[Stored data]
use super::definition::{PhaseDefinition, PhaseTable};
use crate::error::RequestError;
use crate::events::{BossEvent, EventQueue};

#[derive(Clone, Copy, Debug, PartialEq)]
struct Transition {
    to: usize,
    remaining: f32,
}

/// Tracks the current phase and runs timed transitions between phases.
///
/// The controller only decides *when* to change phase. Applying the new
/// phase's abilities and multipliers, and toggling invulnerability, is left
/// to the owner once [`PhaseController::tick`] reports completion.
#[derive(Clone, Debug)]
pub struct PhaseController {
    table: PhaseTable,
    current: usize,
    transition_duration: f32,
    transition: Option<Transition>,
}

impl PhaseController {
    pub fn new(table: PhaseTable, transition_duration: f32) -> Self {
        Self {
            table,
            current: 0,
            transition_duration,
            transition: None,
        }
    }

    pub fn current(&self) -> usize {
        self.current
    }

    pub fn current_definition(&self) -> &PhaseDefinition {
        &self.table.as_slice()[self.current]
    }

    pub fn definition(&self, index: usize) -> Option<&PhaseDefinition> {
        self.table.get(index)
    }

    pub fn table(&self) -> &PhaseTable {
        &self.table
    }

    pub fn is_transitioning(&self) -> bool {
        self.transition.is_some()
    }

    /// Phase the running transition leads to.
    pub fn pending(&self) -> Option<usize> {
        self.transition.map(|t| t.to)
    }

    /// Returns the phase to move to, if `health_percent` has crossed into a
    /// later phase and no transition is already running.
    pub fn evaluate_transition(&self, health_percent: f32) -> Option<usize> {
        if self.transition.is_some() {
            return None;
        }
        let target = self.table.target_phase(health_percent);
        (target > self.current).then_some(target)
    }

    /// Starts a transition toward `to`.
    pub fn begin_transition(&mut self, to: usize, events: &mut EventQueue) -> Result<(), RequestError> {
        if let Some(transition) = self.transition {
            return Err(RequestError::TransitionInFlight(transition.to));
        }
        if to >= self.table.len() || to <= self.current {
            return Err(RequestError::InvalidPhase {
                requested: to,
                current: self.current,
                count: self.table.len(),
            });
        }

        tracing::info!(
            "Phase transition {} -> {} ({})",
            self.current,
            to,
            self.table.get(to).map_or("", |p| p.name.as_str())
        );
        events.emit(BossEvent::PhaseTransitionStarted {
            from: self.current,
            to,
        });
        self.transition = Some(Transition {
            to,
            remaining: self.transition_duration,
        });
        Ok(())
    }

    /// Advances the running transition. Returns the new phase index on completion.
    pub fn tick(&mut self, dt: f32) -> Option<usize> {
        let transition = self.transition.as_mut()?;
        transition.remaining -= dt;
        if transition.remaining > 0.0 {
            return None;
        }

        let to = transition.to;
        self.transition = None;
        self.current = to;
        Some(to)
    }
}

#[cfg(test)]
mod tests {
    use super::*;

    fn controller() -> PhaseController {
        let table = PhaseTable::new(vec![
            PhaseDefinition::new("Opening", 100.0),
            PhaseDefinition::new("Aggressive", 75.0),
            PhaseDefinition::new("Desperate", 50.0),
            PhaseDefinition::new("Enraged", 25.0),
        ])
        .expect("valid table");
        PhaseController::new(table, 3.0)
    }

    #[test]
    fn transition_completes_after_duration() {
        let mut phases = controller();
        let mut events = EventQueue::new();

        assert_eq!(phases.evaluate_transition(70.0), Some(1));
        phases.begin_transition(1, &mut events).expect("valid transition");
        assert!(phases.is_transitioning());
        assert_eq!(
            events.drain().collect::<Vec<_>>(),
            vec![BossEvent::PhaseTransitionStarted { from: 0, to: 1 }]
        );

        assert_eq!(phases.tick(1.5), None);
        assert_eq!(phases.current(), 0);
        assert_eq!(phases.tick(1.5), Some(1));
        assert_eq!(phases.current(), 1);
        assert!(!phases.is_transitioning());
    }

    #[test]
    fn no_evaluation_while_transitioning() {
        let mut phases = controller();
        let mut events = EventQueue::new();
        phases.begin_transition(1, &mut events).expect("valid transition");
        assert_eq!(phases.evaluate_transition(10.0), None);
        assert_eq!(
            phases.begin_transition(2, &mut events),
            Err(RequestError::TransitionInFlight(1))
        );
    }

    #[test]
    fn multi_threshold_drop_jumps_directly() {
        let phases = controller();
        assert_eq!(phases.evaluate_transition(10.0), Some(3));
    }

    #[test]
    fn never_moves_backwards() {
        let mut phases = controller();
        let mut events = EventQueue::new();
        phases.begin_transition(2, &mut events).expect("valid transition");
        phases.tick(3.0);
        assert_eq!(phases.evaluate_transition(90.0), None);
        assert!(matches!(
            phases.begin_transition(1, &mut events),
            Err(RequestError::InvalidPhase { requested: 1, current: 2, .. })
        ));
        assert!(phases.begin_transition(9, &mut events).is_err());
    }
}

- WORK TO COMPLETE -
Give an exact copy of the lines from the one with "assert_eq!(phases.evaluate_transition(10.0), Some(3));" through the end of the entries, both ends included.

- EXPECTED ANSWER -
        assert_eq!(phases.evaluate_transition(10.0), Some(3));
    }

    #[test]
    fn never_moves_backwards() {
        let mut phases = controller();
        let mut events = EventQueue::new();
        phases.begin_transition(2, &mut events).expect("valid transition");
        phases.tick(3.0);
        assert_eq!(phases.evaluate_transition(90.0), None);
        assert!(matches!(
            phases.begin_transition(1, &mut events),
            Err(RequestError::InvalidPhase { requested: 1, current: 2, .. })
        ));
        assert!(phases.begin_transition(9, &mut events).is_err());
    }
}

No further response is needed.